[Source information]
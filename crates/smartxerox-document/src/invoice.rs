// SPDX-License-Identifier: PMPL-1.0-or-later
// Copyright (c) 2026 Jonathan D.A. Jewell (hyperpolymath) <jonathan.jewell@open.ac.uk>
//
// Invoice model: the figures and labels printed on a customer invoice.
//
// Building an invoice is a pure function of the order, the customer and the
// shop identity. The date comes from the order, never from the clock.

use chrono::{DateTime, Utc};
use smartxerox_core::{Order, ShopIdentity, UserProfile, format_amount};

/// Share of the total taken as advance payment.
pub const ADVANCE_RATE: f64 = 0.5;

/// Amount due at or below which an invoice counts as settled.
pub const SETTLED_EPSILON: f64 = 0.1;

/// Payment status printed in the invoice footer.
#[derive(Debug, Clone, Copy, PartialEq, Eq)]
pub enum InvoiceStatus {
    PaidInFull,
    PartiallyPaid,
}

impl InvoiceStatus {
    pub fn from_amount_due(amount_due: f64) -> Self {
        if amount_due <= SETTLED_EPSILON {
            Self::PaidInFull
        } else {
            Self::PartiallyPaid
        }
    }

    pub fn label(&self) -> &'static str {
        match self {
            Self::PaidInFull => "PAID IN FULL",
            Self::PartiallyPaid => "PARTIALLY PAID",
        }
    }

    /// RGB colour of the status line.
    pub fn color(&self) -> (f32, f32, f32) {
        match self {
            Self::PaidInFull => (0.0, 0.5, 0.0),
            Self::PartiallyPaid => (1.0, 0.65, 0.0),
        }
    }
}

/// The single line item on an invoice.
#[derive(Debug, Clone, PartialEq)]
pub struct LineItem {
    pub description: String,
    pub files: String,
    pub quantity: String,
    pub amount: f64,
}

#[derive(Debug, Clone, PartialEq)]
pub struct Invoice {
    pub shop: ShopIdentity,
    /// Short form of the order id.
    pub number: String,
    pub order_id: String,
    /// `dd/mm/yyyy`.
    pub date: String,
    /// Order timestamp, stamped into the document metadata.
    pub issued_at: DateTime<Utc>,
    pub bill_to_name: String,
    pub bill_to_mobile: String,
    pub item: LineItem,
    pub subtotal: f64,
    pub advance_paid: f64,
    pub amount_due: f64,
    pub status: InvoiceStatus,
}

impl Invoice {
    pub fn build(order: &Order, user: &UserProfile, shop: &ShopIdentity) -> Self {
        let subtotal = order.amount_total;
        let advance_paid = advance_for(order);
        let amount_due = subtotal - advance_paid;

        let description = if order.print_type.trim().is_empty() {
            "Print Services".to_owned()
        } else {
            order.print_type.clone()
        };

        Self {
            shop: shop.clone(),
            number: order.short_id().to_owned(),
            order_id: order.order_id.clone(),
            date: order.date.format("%d/%m/%Y").to_string(),
            issued_at: order.date,
            bill_to_name: user.name.clone(),
            bill_to_mobile: user.mobile.clone(),
            item: LineItem {
                description,
                files: order.files_label(),
                quantity: format!("{} pages x {}", order.pages, order.copies),
                amount: subtotal,
            },
            subtotal,
            advance_paid,
            amount_due,
            status: InvoiceStatus::from_amount_due(amount_due),
        }
    }

    /// Download name, `Invoice_<order_id>.pdf`.
    pub fn file_name(&self) -> String {
        invoice_file_name(&self.order_id)
    }

    /// Plain-text rendering, logged at debug level on every render.
    pub fn to_text(&self) -> String {
        let mut out = String::new();
        out.push_str(&format!("{}\n{}\n{}\n\n", self.shop.name, self.shop.address, self.shop.phone));
        out.push_str(&format!("INVOICE #{}\n{}\n\n", self.number, self.date));
        out.push_str(&format!("BILL TO\n{}\n{}\n\n", self.bill_to_name, self.bill_to_mobile));
        out.push_str(&format!(
            "{}\n  {}\n  {}  {}\n\n",
            self.item.description,
            self.item.files,
            self.item.quantity,
            rupees(self.item.amount)
        ));
        out.push_str(&format!("Subtotal: {}\n", rupees(self.subtotal)));
        out.push_str(&format!("Advance Paid: -{}\n", rupees(self.advance_paid)));
        out.push_str(&format!("Total Due: {}\n\n", rupees(self.amount_due)));
        out.push_str(&format!("STATUS: {}\n", self.status.label()));
        out
    }
}

pub fn invoice_file_name(order_id: &str) -> String {
    format!("Invoice_{order_id}.pdf")
}

/// Rupee amount as printed in the PDF. The built-in PDF fonts have no rupee
/// glyph, so the abbreviation is used.
pub fn rupees(value: f64) -> String {
    format!("Rs. {}", format_amount(value))
}

/// Advance deducted from the total.
///
/// Orders carry either no payment or the 50% advance. A recorded payment
/// covering the whole total is treated as settled.
fn advance_for(order: &Order) -> f64 {
    if !order.is_paid() {
        0.0
    } else if order.amount_paid >= order.amount_total {
        order.amount_total
    } else {
        order.amount_total * ADVANCE_RATE
    }
}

[Task prompt]
Copy the records above exactly, beginning at the line that contains "pub fn from_amount_due(amount_due: f64)" and stopping after the line that contains "pub fn color(&self)".

[Response to this exercise]
    pub fn from_amount_due(amount_due: f64) -> Self {
        if amount_due <= SETTLED_EPSILON {
            Self::PaidInFull
        } else {
            Self::PartiallyPaid
        }
    }

    pub fn label(&self) -> &'static str {
        match self {
            Self::PaidInFull => "PAID IN FULL",
            Self::PartiallyPaid => "PARTIALLY PAID",
        }
    }

    /// RGB colour of the status line.
    pub fn color(&self) -> (f32, f32, f32) {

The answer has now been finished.